Majelis Hakim Tinggi yang terdiri dari Syamsul Qamar, SH.,M.H, Yus Enidar, S.H.,M.H dan H. Zulkifli, S.H.,M.H tidak sependapat tentang penjatuhan pidana kepada Para Terdakwa tersebut belum memberi effek jera kepada Para Terdakwa dan dirasakan belum mencerminkan perlindungan kepada satwa liar atas perlakuan para Terdakwa yang secara kejam yang telah membunuh 5 (lima) ekor gajah yang dapat mengakibatkan spesies gajah yang dilindungi menjadi berkurang, sehingga juga untuk memberi pelajaran bagi masyarakat lainnya, sehingga pidana yang dijatuhkan tersebut perlu di perberat lagi, sehingga pidana yang dijatuhkan oleh Pengadilan Negeri Calang diperbaiki oleh Pengadilan Tinggi Banda Aceh diperberat selama 4 (empat) Tahun  dan 6 (enam) bulan, sesuai dengan tuntutan Jaksa Penuntut Umum.

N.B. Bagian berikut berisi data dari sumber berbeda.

//! The ACL applied to new objects.

use mooring_core::{Acl, SyncObject};
use parking_lot::Mutex;
use std::sync::{Arc, Weak};

#[derive(Debug, Default)]
struct DefaultAcl {
    acl: Option<Acl>,
    with_access_for_current_user: bool,
    /// Last user the ACL was derived for, and the result.
    derived: Option<(Weak<SyncObject>, Acl)>,
}

/// Holds the default ACL and, when asked to, the variant granting the
/// current user read and write access.
#[derive(Debug, Default)]
pub struct DefaultAclController {
    inner: Mutex<DefaultAcl>,
}

impl DefaultAclController {
    /// Creates a controller with no default ACL.
    pub fn new() -> Self {
        Self::default()
    }

    /// Sets the default ACL. With `with_access_for_current_user`, objects
    /// also grant the user current at creation time read and write access.
    pub fn set(&self, acl: Option<Acl>, with_access_for_current_user: bool) {
        let mut inner = self.inner.lock();
        inner.acl = acl;
        inner.with_access_for_current_user = with_access_for_current_user;
        inner.derived = None;
    }

    /// The ACL for an object created while `current_user` is current.
    pub fn get(&self, current_user: Option<&Arc<SyncObject>>) -> Option<Acl> {
        let mut inner = self.inner.lock();
        let acl = inner.acl.clone()?;
        if !inner.with_access_for_current_user {
            return Some(acl);
        }
        let Some(user) = current_user else {
            return Some(acl);
        };
        if let Some((cached_user, derived)) = &inner.derived {
            if cached_user.upgrade().is_some_and(|cached| Arc::ptr_eq(&cached, user)) {
                return Some(derived.clone());
            }
        }
        // A user without any identity yet cannot be named in an ACL.
        let Some(key) = user.key() else {
            return Some(acl);
        };
        let mut derived = acl;
        derived.set_read_access(&key, true);
        derived.set_write_access(&key, true);
        tracing::trace!(user = key.as_str(), "default ACL derived for current user");
        inner.derived = Some((Arc::downgrade(user), derived.clone()));
        Some(derived)
    }
}

#[cfg(test)]
mod tests {
    use super::*;
    use mooring_core::USER_CLASS;

    fn user(local_id: &str) -> Arc<SyncObject> {
        let user = SyncObject::new(USER_CLASS).unwrap();
        user.set_local_id(local_id).unwrap();
        user
    }

    #[test]
    fn plain_default_is_returned_as_is() {
        let controller = DefaultAclController::new();
        assert!(controller.get(None).is_none());
        let mut acl = Acl::new();
        acl.set_public_read_access(true);
        controller.set(Some(acl.clone()), false);
        assert_eq!(controller.get(Some(&user("local_0000000000000001"))), Some(acl));
    }

    #[test]
    fn derived_acl_follows_current_user() {
        let controller = DefaultAclController::new();
        let mut acl = Acl::new();
        acl.set_public_read_access(true);
        controller.set(Some(acl.clone()), true);

        let ann = user("local_0000000000000001");
        let derived = controller.get(Some(&ann)).unwrap();
        assert_ne!(derived, acl);
        assert_eq!(controller.get(Some(&ann)).unwrap(), derived);

        let bob = user("local_0000000000000002");
        let for_bob = controller.get(Some(&bob)).unwrap();
        assert_ne!(for_bob, derived);
    }

    #[test]
    fn stale_user_is_not_kept_alive() {
        let controller = DefaultAclController::new();
        controller.set(Some(Acl::new()), true);
        let ann = user("local_0000000000000001");
        let weak = Arc::downgrade(&ann);
        controller.get(Some(&ann));
        drop(ann);
        assert!(weak.upgrade().is_none());
    }
}
//! CLI command implementations.

pub mod ledger;
pub mod pins;
pub mod query;
pub mod rows;

use mooring_core::{LocalIdManager, ObjectRegistry};
use mooring_offline::LocalDatastore;
use mooring_storage::{ByteStore, FileStore};
use std::path::Path;
use std::sync::Arc;

/// Opens the local datastore under `path`.
pub fn open_datastore(path: &Path) -> Result<LocalDatastore, Box<dyn std::error::Error>> {
    if !path.is_dir() {
        return Err(format!("No storage root found at {:?}", path).into());
    }
    let bytes: Arc<dyn ByteStore> = Arc::new(FileStore::open(path)?);
    let ids = Arc::new(LocalIdManager::new(Arc::clone(&bytes)));
    Ok(LocalDatastore::open(bytes, Arc::new(ObjectRegistry::new()), ids)?)
}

          Kemudian pada tahun 2022 terhadap kasus pembunuhan 3 (tiga) ekor Harimau Sumatera yang dilindungi tersebut, yang terjadi di Desa Sri Mulya, Kecamatan Peunaron, Kabupaten Aceh Timur dilakukan oleh 2 Orang Terdakwa yang berasal dari luar daerah Aceh dilakukan dengan cara menggunakan jeratan babi, sehingga melukai dan membunuh 3 (tiga) ekor Harimau Sumatera yang dilindungi oleh Undang-Undang.

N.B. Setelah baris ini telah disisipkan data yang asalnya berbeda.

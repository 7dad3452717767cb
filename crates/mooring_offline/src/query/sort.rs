//! Result ordering.

use super::matcher::{compare_values, Matcher};
use mooring_codec::{GeoPoint, Value};
use mooring_core::{Constraint, MooringError, MooringResult, Operand, QueryState, SyncObject};
use std::cmp::Ordering;
use std::sync::Arc;

fn is_valid_sort_key(key: &str) -> bool {
    key.split('.').enumerate().all(|(index, segment)| {
        let mut chars = segment.chars();
        let head_ok = chars.next().is_some_and(|c| {
            c.is_ascii_alphabetic() || (index > 0 && (c.is_ascii_digit() || c == '_'))
        });
        head_ok && chars.all(|c| c.is_ascii_alphanumeric() || c == '_')
    })
}

struct SortKey {
    key: String,
    descending: bool,
}

fn parse_order(order: &[String]) -> MooringResult<Vec<SortKey>> {
    order
        .iter()
        .map(|raw| {
            let (key, descending) = match raw.strip_prefix('-') {
                Some(key) => (key, true),
                None => (raw.as_str(), false),
            };
            if !is_valid_sort_key(key) {
                return Err(MooringError::invalid_query(format!("Invalid key name: {raw}.")));
            }
            Ok(SortKey {
                key: key.to_string(),
                descending,
            })
        })
        .collect()
}

/// The key and point of the query's `$nearSphere` constraint, if any.
fn near_sphere(query: &QueryState) -> Option<(String, GeoPoint)> {
    query.constraints().keys.iter().find_map(|(key, constraint)| match constraint {
        Constraint::Operators(ops) => match ops.get("$nearSphere") {
            Some(Operand::Value(Value::GeoPoint(point))) => Some((key.clone(), *point)),
            _ => None,
        },
        Constraint::Equals(_) => None,
    })
}

/// Missing and null sort first.
fn compare_optional(a: Option<&Value>, b: Option<&Value>) -> MooringResult<Ordering> {
    let a = a.filter(|v| !v.is_null());
    let b = b.filter(|v| !v.is_null());
    match (a, b) {
        (None, None) => Ok(Ordering::Equal),
        (None, Some(_)) => Ok(Ordering::Less),
        (Some(_), None) => Ok(Ordering::Greater),
        (Some(a), Some(b)) => compare_values(a, b),
    }
}

/// Sorts `objects` in place: by distance to the `$nearSphere` point first,
/// then by each order key. The sort is stable.
///
/// # Errors
///
/// - [`MooringError::InvalidQuery`] for an invalid sort key
/// - [`MooringError::IllegalArgument`] when a key holds incomparable values
pub(crate) fn sort_objects(
    matcher: &Matcher<'_>,
    query: &QueryState,
    objects: &mut [Arc<SyncObject>],
) -> MooringResult<()> {
    let keys = parse_order(query.order())?;
    let near = near_sphere(query);
    if keys.is_empty() && near.is_none() {
        return Ok(());
    }

    // Read every key once up front; the comparator only looks at rows.
    let mut rows = Vec::with_capacity(objects.len());
    for object in objects.iter() {
        let distance = match &near {
            Some((key, point)) => match matcher.value_for_key(object, key)? {
                Some(Value::GeoPoint(p)) => Some(p.distance_in_radians_to(point)),
                _ => None,
            },
            None => None,
        };
        let values = keys
            .iter()
            .map(|k| matcher.value_for_key(object, &k.key))
            .collect::<MooringResult<Vec<_>>>()?;
        rows.push((distance, values, Arc::clone(object)));
    }

    let mut failure = None;
    rows.sort_by(|(da, va, _), (db, vb, _)| {
        if failure.is_some() {
            return Ordering::Equal;
        }
        if let (Some(da), Some(db)) = (da, db) {
            let ordering = da.partial_cmp(db).unwrap_or(Ordering::Equal);
            if ordering != Ordering::Equal {
                return ordering;
            }
        }
        for (index, key) in keys.iter().enumerate() {
            match compare_optional(va[index].as_ref(), vb[index].as_ref()) {
                Ok(Ordering::Equal) => continue,
                Ok(ordering) if key.descending => return ordering.reverse(),
                Ok(ordering) => return ordering,
                Err(e) => {
                    failure = Some(e);
                    return Ordering::Equal;
                }
            }
        }
        Ordering::Equal
    });
    if let Some(e) = failure {
        return Err(e);
    }
    for (slot, (_, _, object)) in objects.iter_mut().zip(rows) {
        *slot = object;
    }
    Ok(())
}

#[cfg(test)]
mod tests {
    use super::*;
    use mooring_core::ErrorKind;

    #[test]
    fn nulls_sort_first() {
        assert_eq!(
            compare_optional(None, Some(&Value::from("value"))).unwrap(),
            Ordering::Less
        );
        assert_eq!(
            compare_optional(Some(&Value::Null), None).unwrap(),
            Ordering::Equal
        );
    }

    #[test]
    fn invalid_sort_keys_are_rejected() {
        let err = parse_order(&["-$score".to_string()]).err().unwrap();
        assert_eq!(err.kind(), ErrorKind::InvalidQuery);
        let keys = parse_order(&["-score".to_string(), "player.name".to_string()]).unwrap();
        assert!(keys[0].descending);
        assert_eq!(keys[1].key, "player.name");
    }
}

          Persidangan dilaksanakan Pengadilan Negeri Idi Kabupaten Aceh Timur, dalam kasus ini Jaksa Penuntut Umum menuntut pidana penjara selama 2 (dua) Tahun dan 6 (enam) bulan  melanggar Pasal 40 ayat (2) Jo Pasal 21 ayat (2) huruf a Undang-undang Nomor 5 Tahun 1990 tentang Konservasi Sumber Daya Alam Hayati dan Ekosistemnya. Dan oleh Majelis Hakim Tingkat Pertama Pengadilan Negeri Idi menjatuhkan pidana kepada Para Terdakwa dengan pidana penjara selama 1 (satu) Tahun  dan 4 (empat) bulan. Majelis Hakim Banding merasakan pidana tersebut masih terlalu ringan dan belum memberikan efek jera bagi Para Terdakwa serta belum berpihak kepada lingkungan hidup dan satwa liar yang dilindungi  sehingga dikhwatirkan akan diikuti oleh masyarakat lainnya, sehingga pidana Para Terdakwa diperberat menjadi penjara selama 2 (dua) Tahun dan 6 (enam) bulan serta denda sebesar Rp 50.000.000,00 (lima puluh juta rupiah), Perkara Nomor 376/PID.SUS-LH/2022/PT BNA.

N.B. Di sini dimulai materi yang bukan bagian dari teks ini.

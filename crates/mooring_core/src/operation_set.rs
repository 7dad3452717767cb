//! Coalesced groups of field operations queued for one save.

use crate::error::{MooringError, MooringResult};
use crate::operation::FieldOperation;
use serde_json::{Map, Value as Json};
use std::collections::BTreeMap;
use uuid::Uuid;

const UUID_KEY: &str = "__uuid";
const SAVE_EVENTUALLY_KEY: &str = "__isSaveEventually";

/// The field operations accumulated between two saves of one object.
///
/// At most one operation is kept per field; queuing a second operation on
/// the same field coalesces it with the first via
/// [`FieldOperation::merge_with_previous`].
#[derive(Debug, Clone, PartialEq)]
pub struct OperationSet {
    uuid: Uuid,
    is_save_eventually: bool,
    ops: BTreeMap<String, FieldOperation>,
}

impl Default for OperationSet {
    fn default() -> Self {
        Self::new()
    }
}

impl OperationSet {
    /// Creates an empty operation set with a fresh id.
    pub fn new() -> Self {
        Self {
            uuid: Uuid::new_v4(),
            is_save_eventually: false,
            ops: BTreeMap::new(),
        }
    }

    /// Unique id of this set.
    pub fn uuid(&self) -> Uuid {
        self.uuid
    }

    /// Whether this set belongs to a save-eventually entry.
    pub fn is_save_eventually(&self) -> bool {
        self.is_save_eventually
    }

    /// Marks this set as owned by a save-eventually entry.
    pub fn set_save_eventually(&mut self, value: bool) {
        self.is_save_eventually = value;
    }

    /// Returns the operation queued for `key`.
    pub fn get(&self, key: &str) -> Option<&FieldOperation> {
        self.ops.get(key)
    }

    /// Returns whether an operation is queued for `key`.
    pub fn contains_key(&self, key: &str) -> bool {
        self.ops.contains_key(key)
    }

    /// Iterates over queued operations in key order.
    pub fn iter(&self) -> impl Iterator<Item = (&String, &FieldOperation)> {
        self.ops.iter()
    }

    /// Names of fields with queued operations.
    pub fn keys(&self) -> impl Iterator<Item = &String> {
        self.ops.keys()
    }

    /// Number of fields with queued operations.
    pub fn len(&self) -> usize {
        self.ops.len()
    }

    /// Returns whether no operations are queued.
    pub fn is_empty(&self) -> bool {
        self.ops.is_empty()
    }

    /// Queues `op` on `key`, coalescing with any operation already queued.
    ///
    /// # Errors
    ///
    /// Returns an error if the operations cannot be composed; the set is
    /// left unchanged.
    pub fn apply(&mut self, key: &str, op: FieldOperation) -> MooringResult<()> {
        let merged = match self.ops.get(key) {
            Some(previous) => op.merge_with_previous(previous)?,
            None => op,
        };
        self.ops.insert(key.to_string(), merged);
        Ok(())
    }

    /// Drops the operation queued for `key`.
    pub fn remove(&mut self, key: &str) -> Option<FieldOperation> {
        self.ops.remove(key)
    }

    /// Drops every queued operation.
    pub fn clear(&mut self) {
        self.ops.clear();
    }

    /// Folds an older set into this one. Operations in `self` are newer and
    /// are merged on top of the older ones.
    ///
    /// # Errors
    ///
    /// Returns an error if any pair of operations cannot be composed; the
    /// set is left unchanged.
    pub fn merge_from(&mut self, older: &OperationSet) -> MooringResult<()> {
        let mut merged = self.ops.clone();
        for (key, old_op) in &older.ops {
            let combined = match self.ops.get(key) {
                Some(newer) => newer.merge_with_previous(old_op)?,
                None => old_op.clone(),
            };
            merged.insert(key.clone(), combined);
        }
        self.ops = merged;
        Ok(())
    }

    /// Encodes the operations as a REST request body.
    pub fn encode_ops(&self) -> Map<String, Json> {
        self.ops
            .iter()
            .map(|(key, op)| (key.clone(), op.encode()))
            .collect()
    }

    /// Encodes the set, including its id and flags, for local persistence.
    pub fn encode(&self) -> Json {
        let mut map = self.encode_ops();
        map.insert(UUID_KEY.into(), Json::from(self.uuid.to_string()));
        map.insert(SAVE_EVENTUALLY_KEY.into(), Json::Bool(self.is_save_eventually));
        Json::Object(map)
    }

    /// Decodes a set produced by [`OperationSet::encode`].
    ///
    /// # Errors
    ///
    /// Returns an error if the JSON is not an object or holds malformed
    /// operations.
    pub fn decode(json: &Json) -> MooringResult<OperationSet> {
        let map = json
            .as_object()
            .ok_or_else(|| MooringError::illegal_argument("operation set must be an object"))?;
        let uuid = match map.get(UUID_KEY).and_then(Json::as_str) {
            Some(text) => Uuid::parse_str(text)
                .map_err(|e| MooringError::illegal_argument(format!("bad operation set id: {e}")))?,
            None => Uuid::new_v4(),
        };
        let is_save_eventually = map
            .get(SAVE_EVENTUALLY_KEY)
            .and_then(Json::as_bool)
            .unwrap_or(false);
        let ops = map
            .iter()
            .filter(|(key, _)| key.as_str() != UUID_KEY && key.as_str() != SAVE_EVENTUALLY_KEY)
            .map(|(key, op)| Ok((key.clone(), FieldOperation::decode(op)?)))
            .collect::<MooringResult<_>>()?;
        Ok(OperationSet {
            uuid,
            is_save_eventually,
            ops,
        })
    }
}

          Bahwa sebagaimana pendapat ahli hukum Roscoe Pound mengatakan bahwa hukum adalah sebagai alat rekayasa social (Law as a tool of social engineering and social controle) yang bertujuan menciptakan harmoni dan keserasian agar secara optimal dapat memenuhi kebutuhan dan kepentingan manusia dalam masyarakat, sehingga putusan-putusan Hakim yang menitik beratkan upaya penyelamatan lingkungan hidup, konservasi alam dan ekosistimnya adalah merupakan kontribusi penegakan hukum  (law enforcement) yang sangat berguna akan kelangsungan hidup bagi manusia dan mahluk hidup lainnya khususnya dalam upaya penyelamatan lingkungan hidup.

26 Mai 2023, Penulis, Syamsul Qamar, S.H.,M.H  Hakim Tinggi pada Pengadilan Tinggi Banda Aceh.